Face It is a mobile application that detects a person's facial structure as well as information about the person’s lifestyle and current trends, and utilizing that data, recommends the user a hair/beard style.
For this Early Innovation Project, our goal is to have the user scan his face to determine a face shape and then use this face shape along with other personal information such as information about the person’s hair and lifestyle to come up with personalized hair and beard style recommendations.
During the third and fourth week of this early innovation project we focused on building our actual product and forming a simple a demonstration. Now that a decent amount of back-end work has been taken care of, we aimed to focus on some front-end parts of our application.
Our User Interface has been fully created using Android Studio. Our UI consists of three screens. The first one being the camera screen, the second one being the preferences screen and the third one being the final recommendations screen.
We have also started training and testing our convolutional neural network to recognize face shape. We chose a convolutional neural network (CNN) because the architecture of a CNN is the best for image recognition tasks. CNN architectures are inspired by biological processes and include variations of multilayer receptors that result in minimal amounts of preprocessing.

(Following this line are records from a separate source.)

//! The cursor: absolute row-index positioning over a table's
//! pages, independent of any particular schema.

use common::DbResult;

use crate::Pager;

pub struct Cursor<'a> {
    pager: &'a mut Pager,
    rows_per_page: usize,
    row_size: usize,
    num_rows: usize,
    pub row_num: usize,
    pub end_of_table: bool,
}

impl<'a> Cursor<'a> {
    /// Position at the first row. `end_of_table` is already true for an
    /// empty table, so a scan loop needs no special-case.
    pub fn table_start(
        pager: &'a mut Pager,
        rows_per_page: usize,
        row_size: usize,
        num_rows: usize,
    ) -> Self {
        Self {
            pager,
            rows_per_page,
            row_size,
            num_rows,
            row_num: 0,
            end_of_table: num_rows == 0,
        }
    }

    /// Position one past the last row, the slot a new row is inserted
    /// into.
    pub fn table_end(
        pager: &'a mut Pager,
        rows_per_page: usize,
        row_size: usize,
        num_rows: usize,
    ) -> Self {
        Self {
            pager,
            rows_per_page,
            row_size,
            num_rows,
            row_num: num_rows,
            end_of_table: true,
        }
    }

    /// Position at an arbitrary row index, for the compaction pass after
    /// DELETE, which needs to address rows directly rather
    /// than only walking forward from the start.
    pub fn at(
        pager: &'a mut Pager,
        rows_per_page: usize,
        row_size: usize,
        num_rows: usize,
        row_num: usize,
    ) -> Self {
        Self {
            pager,
            rows_per_page,
            row_size,
            num_rows,
            row_num,
            end_of_table: row_num >= num_rows,
        }
    }

    pub fn advance(&mut self) {
        self.row_num += 1;
        if self.row_num >= self.num_rows {
            self.end_of_table = true;
        }
    }

    /// The row's byte slice within its page, allocating the page on first
    /// touch.
    pub fn value(&mut self) -> DbResult<&mut [u8]> {
        let page_num = self.row_num / self.rows_per_page;
        let offset = (self.row_num % self.rows_per_page) * self.row_size;
        let page = self.pager.get_page(page_num)?;
        Ok(&mut page[offset..offset + self.row_size])
    }
}
//! An isolated, temporary-directory-backed database for a single test.

use std::path::PathBuf;

use common::DbResult;
use database::Database;
use tempfile::TempDir;

/// A `Database` plus the temporary directory backing it. The directory is
/// removed when this value is dropped.
pub struct TestDb {
    _dir: TempDir,
    schema_path: PathBuf,
    data_dir: PathBuf,
    pub db: Database,
}

impl TestDb {
    /// Write `schema_text` to a fresh temporary directory and open it.
    pub fn open(schema_text: &str) -> DbResult<Self> {
        let dir = tempfile::tempdir()?;
        let schema_path = dir.path().join("schema.txt");
        std::fs::write(&schema_path, schema_text)?;
        let data_dir = dir.path().join("data");
        let db = Database::open(&schema_path, &data_dir)?;
        Ok(Self {
            _dir: dir,
            schema_path,
            data_dir,
            db,
        })
    }

    /// Close the current handle and reopen the same on-disk state, as a
    /// clean shutdown followed by a fresh process would.
    pub fn reopen(&mut self) -> DbResult<()> {
        self.db.close()?;
        self.db = Database::open(&self.schema_path, &self.data_dir)?;
        Ok(())
    }

    /// `max_rows` for the given table, for tests that need to fill one.
    pub fn max_rows(&self, table: &str) -> usize {
        self.db.catalog().table(table).unwrap().max_rows
    }
}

In a CNN, there are multiple layers that each have distinct functions to help us recognize an image. These layers include a convolutional layer, pooling layer, rectified linear unit (ReLU) layer, fully connected layer and loss layer.
Image credit: https://www.mathworks.com/help/nnet/convolutional-neural-networks.html
- The Convolutional layer acts as the core of any CNN. The network of a CNN develops a 2-dimensional activation map that detects the special position of a feature at all the given spatial positions which are set by the parameters.

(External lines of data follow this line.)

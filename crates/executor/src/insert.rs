use catalog::Table;
use common::{DbResult, ExecuteError, ExecuteResult};

/// Write one already-encoded row to the end of the table. O(1): a single
/// cursor positioned past the last row, no scan.
pub fn execute(table: &mut Table, row_bytes: Vec<u8>) -> DbResult<ExecuteResult<()>> {
    if table.is_full() {
        return Ok(Err(ExecuteError::TableFull));
    }
    let mut cursor = table.cursor_end();
    cursor.value()?.copy_from_slice(&row_bytes);
    table.num_rows += 1;
    Ok(Ok(()))
}

#[cfg(test)]
mod tests {
    use super::*;
    use common::ColumnDefinition;
    use tempfile::tempdir;
    use types::{ColumnKind, Value};

    fn open_table(dir: &std::path::Path) -> Table {
        let columns = common::layout_columns(vec![ColumnDefinition {
            name: "id".into(),
            kind: ColumnKind::Integer,
            size: 4,
            offset: 0,
        }])
        .0;
        Table::open("t".into(), columns, dir).unwrap()
    }

    #[test]
    fn insert_increments_num_rows() {
        let dir = tempdir().unwrap();
        let mut table = open_table(dir.path());
        let row_bytes = table.encode_row(&[Value::Integer(1)]).unwrap();
        execute(&mut table, row_bytes).unwrap().unwrap();
        assert_eq!(table.num_rows, 1);
    }

    #[test]
    fn insert_into_full_table_reports_table_full_without_mutating() {
        let dir = tempdir().unwrap();
        let mut table = open_table(dir.path());
        table.num_rows = table.max_rows;
        let row_bytes = table.encode_row(&[Value::Integer(1)]).unwrap();
        let result = execute(&mut table, row_bytes).unwrap();
        assert!(matches!(result, Err(ExecuteError::TableFull)));
        assert_eq!(table.num_rows, table.max_rows);
    }
}
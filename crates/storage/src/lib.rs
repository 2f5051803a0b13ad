//! Fixed-width, paged row storage.
//!
//! A table lives in one file. The file is a flat sequence of
//! [`common::PAGE_SIZE`]-byte pages; rows never span a page boundary, so
//! `rows_per_page = PAGE_SIZE / row_size` and a row's position is
//! `(page_num, byte_offset)` derived purely from its row index. There is no
//! slotting, no free list and no on-disk header, the row count lives in the
//! catalog, not the file.

mod codec;
mod cursor;
mod pager;

pub use codec::{decode_value, deserialize_row, encode_value, serialize_row, EncodeError};
pub use cursor::Cursor;
pub use pager::Pager;
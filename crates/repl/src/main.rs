//! Interactive driver: reads lines from stdin, dispatches `.`-prefixed meta
//! commands, and otherwise hands the line to the database and prints its
//! outcome the way a `db >` session is expected to read.

use std::path::PathBuf;

use anyhow::Result;
use clap::Parser;
use common::pretty::format_row;
use database::{Database, Error};
use executor::ExecuteOutcome;
use rustyline::error::ReadlineError;
use rustyline::DefaultEditor;

#[derive(Parser, Debug)]
#[command(name = "db-repl", about = "Single-user REPL for the row-store database")]
struct Args {
    /// Schema file describing every table to open.
    schema_file: PathBuf,

    /// Directory holding each table's data file.
    #[arg(long, default_value = "data")]
    data_dir: PathBuf,
}

fn main() -> Result<()> {
    let args = Args::parse();
    let mut db = Database::open(&args.schema_file, &args.data_dir)?;

    let mut rl = DefaultEditor::new()?;
    loop {
        match rl.readline("db > ") {
            Ok(line) => {
                let _ = rl.add_history_entry(line.as_str());
                if !process_line(&mut db, &line) {
                    break;
                }
            }
            Err(ReadlineError::Interrupted | ReadlineError::Eof) => break,
            Err(err) => {
                eprintln!("Internal error: {err}");
                break;
            }
        }
    }

    db.close()?;
    Ok(())
}

/// Run one line. Returns `false` when the session should end.
fn process_line(db: &mut Database, line: &str) -> bool {
    let line = line.trim();
    if line.is_empty() {
        return true;
    }

    if line.starts_with('.') {
        return process_meta_command(line);
    }

    match db.execute(line) {
        Ok(outcome) => print_outcome(outcome),
        Err(Error::Fatal(err)) => {
            eprintln!("Internal error: {err}");
            return false;
        }
        Err(err) => println!("{err}"),
    }
    true
}

/// Returns `false` for `.exit`, which triggers a clean shutdown.
fn process_meta_command(line: &str) -> bool {
    if line == ".exit" {
        return false;
    }
    println!("Unrecognized command '{line}'");
    true
}

fn print_outcome(outcome: ExecuteOutcome) {
    match outcome {
        ExecuteOutcome::Selected(rows) => {
            for row in &rows {
                println!("{}", format_row(row));
            }
        }
        ExecuteOutcome::Inserted | ExecuteOutcome::Updated(_) | ExecuteOutcome::Deleted(_) => {}
    }
    println!("Executed.");
}
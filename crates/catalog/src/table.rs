use std::path::{Path, PathBuf};

use common::{ColumnDefinition, DbResult, Row, PAGE_SIZE, TABLE_MAX_PAGES};
use storage::{Cursor, EncodeError, Pager};
use types::Value;

/// One table: its schema, row geometry, live row count, and open pager.
pub struct Table {
    pub name: String,
    pub columns: Vec<ColumnDefinition>,
    pub row_size: usize,
    pub rows_per_page: usize,
    pub max_rows: usize,
    pub num_rows: usize,
    pub filename: PathBuf,
    pager: Pager,
}

impl Table {
    pub fn open(name: String, columns: Vec<ColumnDefinition>, data_dir: &Path) -> DbResult<Self> {
        let row_size: usize = columns.iter().map(|c| c.size as usize).sum();
        let rows_per_page = (PAGE_SIZE / row_size).max(1);
        let max_rows = rows_per_page * TABLE_MAX_PAGES;

        let filename = data_dir.join(format!("{name}.table"));
        let pager = Pager::open(&filename)?;
        let num_rows = recover_num_rows(pager.file_length(), row_size, rows_per_page);

        Ok(Self {
            name,
            columns,
            row_size,
            rows_per_page,
            max_rows,
            num_rows,
            filename,
            pager,
        })
    }

    pub fn column(&self, name: &str) -> Option<&ColumnDefinition> {
        self.columns.iter().find(|c| c.name == name)
    }

    pub fn is_full(&self) -> bool {
        self.num_rows >= self.max_rows
    }

    pub fn cursor_start(&mut self) -> Cursor<'_> {
        Cursor::table_start(&mut self.pager, self.rows_per_page, self.row_size, self.num_rows)
    }

    pub fn cursor_end(&mut self) -> Cursor<'_> {
        Cursor::table_end(&mut self.pager, self.rows_per_page, self.row_size, self.num_rows)
    }

    pub fn cursor_at(&mut self, row_num: usize) -> Cursor<'_> {
        Cursor::at(
            &mut self.pager,
            self.rows_per_page,
            self.row_size,
            self.num_rows,
            row_num,
        )
    }

    /// Encode a full row, in schema-column order, into a fresh zeroed
    /// buffer ready to be written through a cursor.
    pub fn encode_row(&self, values: &[Value]) -> Result<Vec<u8>, EncodeError> {
        storage::serialize_row(values, &self.columns, self.row_size)
    }

    pub fn decode_row(&self, raw: &[u8]) -> Row {
        storage::deserialize_row(raw, &self.columns)
    }

    pub fn close(&mut self) -> DbResult<()> {
        self.pager.close(self.num_rows, self.rows_per_page, self.row_size)
    }
}

/// Derive `num_rows` from a file's length: whole pages contribute
/// `rows_per_page` each, and a partial tail contributes
/// `tail_bytes / row_size` rows. Assumes the file was last closed with a
/// clean write-back (`Pager::close`'s contract).
fn recover_num_rows(file_length: u64, row_size: usize, rows_per_page: usize) -> usize {
    let full_pages = (file_length / PAGE_SIZE as u64) as usize;
    let tail_bytes = (file_length % PAGE_SIZE as u64) as usize;
    full_pages * rows_per_page + tail_bytes / row_size
}

#[cfg(test)]
mod tests {
    use super::*;
    use tempfile::tempdir;
    use types::ColumnKind;

    fn columns() -> Vec<ColumnDefinition> {
        common::layout_columns(vec![
            ColumnDefinition {
                name: "id".into(),
                kind: ColumnKind::Integer,
                size: 4,
                offset: 0,
            },
            ColumnDefinition {
                name: "username".into(),
                kind: ColumnKind::Varchar,
                size: 32,
                offset: 0,
            },
        ])
        .0
    }

    #[test]
    fn fresh_table_has_zero_rows() {
        let dir = tempdir().unwrap();
        let table = Table::open("users".into(), columns(), dir.path()).unwrap();
        assert_eq!(table.num_rows, 0);
        assert_eq!(table.row_size, 36);
    }

    #[test]
    fn recovers_num_rows_after_reopen() {
        let dir = tempdir().unwrap();
        {
            let mut table = Table::open("users".into(), columns(), dir.path()).unwrap();
            let buf = table.encode_row(&[Value::Integer(1), Value::Varchar(b"al".to_vec())]).unwrap();
            let mut cursor = table.cursor_end();
            cursor.value().unwrap().copy_from_slice(&buf);
            table.num_rows += 1;
            table.close().unwrap();
        }
        let table = Table::open("users".into(), columns(), dir.path()).unwrap();
        assert_eq!(table.num_rows, 1);
    }

    #[test]
    fn is_full_at_max_rows() {
        let dir = tempdir().unwrap();
        let mut table = Table::open("users".into(), columns(), dir.path()).unwrap();
        table.num_rows = table.max_rows;
        assert!(table.is_full());
    }
}
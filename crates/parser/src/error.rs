use thiserror::Error;

/// Prepare-time failure, with a `Display` that is exactly the line the
/// REPL prints, no wrapping, no prefix.
#[derive(Error, Debug, Clone, PartialEq, Eq)]
pub enum ParseError {
    #[error("Syntax error.")]
    Syntax,
    #[error("Unrecognized keyword at start of '{0}'.")]
    UnknownStatement(String),
    #[error("Table not found.")]
    UnknownTable,
    #[error("String is too long.")]
    StringTooLong,
    #[error("ID must be positive.")]
    NegativeId,
    #[error("Internal error.")]
    Internal,
}
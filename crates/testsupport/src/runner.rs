//! Run a multi-line script of statements and render the output the same
//! way the REPL would, for tests that assert on exact session transcripts.

use common::pretty::format_row;
use database::{Database, Error};
use executor::ExecuteOutcome;

/// Run every non-blank, non-comment line of `script` against `db` and
/// return the concatenated output, one line per printed value plus an
/// `Executed.`/error line per statement.
pub fn run_script(db: &mut Database, script: &str) -> String {
    let mut output = String::new();
    for line in script.lines() {
        let line = line.trim();
        if line.is_empty() || line.starts_with('#') {
            continue;
        }
        match db.execute(line) {
            Ok(ExecuteOutcome::Selected(rows)) => {
                for row in &rows {
                    output.push_str(&format_row(row));
                    output.push('\n');
                }
                output.push_str("Executed.\n");
            }
            Ok(ExecuteOutcome::Inserted)
            | Ok(ExecuteOutcome::Updated(_))
            | Ok(ExecuteOutcome::Deleted(_)) => output.push_str("Executed.\n"),
            Err(Error::Fatal(err)) => panic!("fatal error running script line {line:?}: {err}"),
            Err(err) => {
                output.push_str(&err.to_string());
                output.push('\n');
            }
        }
    }
    output
}
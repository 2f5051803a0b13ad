//! Formatting for the REPL's row output: `(v1, v2, ...)`.

use crate::Row;
use types::Value;

/// Format a full row into `(v1, v2, ...)`, the exact shape a SELECT prints.
pub fn format_row(row: &Row) -> String {
    let rendered = row
        .values
        .iter()
        .map(format_value)
        .collect::<Vec<_>>()
        .join(", ");
    format!("({rendered})")
}

/// Format a single value for display.
///
/// VARCHAR values are zero-padded to the column's declared width on disk
/// the padding is trailing NUL bytes and must not show up in the
/// printed row, so it is trimmed before the remaining bytes are decoded.
pub fn format_value(value: &Value) -> String {
    match value {
        Value::Integer(v) => v.to_string(),
        Value::Real(v) => v.to_string(),
        Value::Varchar(bytes) => {
            let trimmed = trim_trailing_zeros(bytes);
            String::from_utf8_lossy(trimmed).into_owned()
        }
    }
}

fn trim_trailing_zeros(bytes: &[u8]) -> &[u8] {
    let end = bytes.iter().rposition(|&b| b != 0).map_or(0, |i| i + 1);
    &bytes[..end]
}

- The Pooling layer acts as a form of down sampling. Max Pooling is the most common implementation of pooling. Max Pooling is ideal when dealing with smaller data sets which is why we are choosing to use it.
- The ReLU layer is a layer of neurons which applies an activation function to increase the nonlinear properties of the decision function and of the overall network without affecting the receptive fields of the convolutional layer itself.

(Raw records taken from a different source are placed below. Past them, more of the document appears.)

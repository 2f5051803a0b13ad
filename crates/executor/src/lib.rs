//! The execution engine: runs a parsed `Statement` against the catalog's
//! tables. INSERT, SELECT, UPDATE and DELETE each get their own module;
//! this file only dispatches and shapes the result the REPL prints.

mod delete;
mod insert;
mod select;
mod update;

use catalog::Catalog;
use common::{DbResult, ExecuteError, ExecuteResult, Row, Statement};

/// What a successful statement produced, for the REPL to render.
#[derive(Debug)]
pub enum ExecuteOutcome {
    Inserted,
    Selected(Vec<Row>),
    Updated(usize),
    Deleted(usize),
}

/// Run one statement. The outer `DbResult` carries fatal errors (bad table,
/// I/O, predicate evaluator internal errors); the inner `ExecuteResult`
/// carries `TableFull`, the one condition a statement can fail with and
/// leave the database otherwise unchanged.
pub fn execute(catalog: &mut Catalog, statement: Statement) -> DbResult<ExecuteResult<ExecuteOutcome>> {
    match statement {
        Statement::Insert { table, row_bytes } => {
            let table = catalog.table_mut(&table)?;
            Ok(insert::execute(table, row_bytes)?.map(|()| ExecuteOutcome::Inserted))
        }
        Statement::Select {
            table,
            is_star,
            columns,
            where_clause,
        } => {
            let table = catalog.table_mut(&table)?;
            let rows = select::execute(table, is_star, &columns, where_clause.as_ref())?;
            Ok(Ok(ExecuteOutcome::Selected(rows)))
        }
        Statement::Update {
            table,
            column,
            value_bytes,
            where_clause,
        } => {
            let table = catalog.table_mut(&table)?;
            let updated = update::execute(table, &column, &value_bytes, &where_clause)?;
            Ok(Ok(ExecuteOutcome::Updated(updated)))
        }
        Statement::Delete { table, where_clause } => {
            let table = catalog.table_mut(&table)?;
            let deleted = delete::execute(table, &where_clause)?;
            Ok(Ok(ExecuteOutcome::Deleted(deleted)))
        }
    }
}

- The Fully Connected Layer, which occurs after several convolutional and max pooling layers, does the high-level reasoning in the neural network. Neurons in this layer have connections to all the activations amongst the precious layers. After, the activations for the Fully Connected layer are computed by a matrix multiplication and a bias offset.
- The Loss layer specifies how the network training penalizes the deviation between the predicted and true layers. We believe that Softmax Loss is the best for our project as this is ideal for detecting a single class in a set of mutually exclusive classes.
For our dataset we have divided the face shapes into six different shapes: diamond, oblong, oval, round, square and triangle. We have designated a folder to each shape.
Each of these folders contain various images of faces that match the shape of the designated folder name. These images were gathered from select articles and images from Google images. For our dataset, we tried to encapsulate the various angles and positions a person’s face would be in so that when it comes time to testing with a new face, the results would be as accurate as possible.
With these images we trained our CNN model using transfer learning and Google’s* Inception v3 CNN model with TensorFlow*. We then created a very basic demonstration using Android* Studio where a person can use his phone to scan a person’s face and determine the person’s face shape. This demo uses stored weights from our trained CNN and uses this information to output a percentage of how similar the person’s face shape is to the various face shapes we trained our model with.
As you can see in the above image, according to our model, the user had a 69% chance of having a square face shape. When performing these tests on other users we noticed a lot of variation between the percent of accuracy. For example, we saw some users receive an accuracy of about 56% while other users received an accuracy of about 80%.
This is a problem because of course we want our data to be as accurate as possible. To solve this issue, we have identified two areas that we can improve upon: increasing our dataset and using clearer and simpler images.
The amount of images we trained the model on was approximately 50 images per face shape. This may be too small of an amount and could possibly be the reason why the results aren’t always very accurate. We plan on increasing our dataset by at least doubling it and using approximately 100 images per face shape. Hopefully this will provide enough data for our results to be more accurate.
Our data itself may have caused the inaccurate results as well. Our data may not have been clear enough for the algorithm to realize what part of the image to focus on. The people in our images had various hairstyles and were in front of various backgrounds which may have caused the algorithm to not focus on exactly what we want it to focus on which is the person’s face. To solve this issue, we plan on using clearer data such as images of people’s faces with no additional hair or unnecessary backgrounds. Below is an example of an image we would use.
Image credit: http://www.masterfile.com/image/en/400-04150913/man-shaving-his-head-isolated-on-a-white-background
We hope that these changes will give us much more accurate results. Once we start getting the results that we are looking for we will then move on to our next stages of integrating our CNN model with our user interface. We are very excited for the next few stages of our project!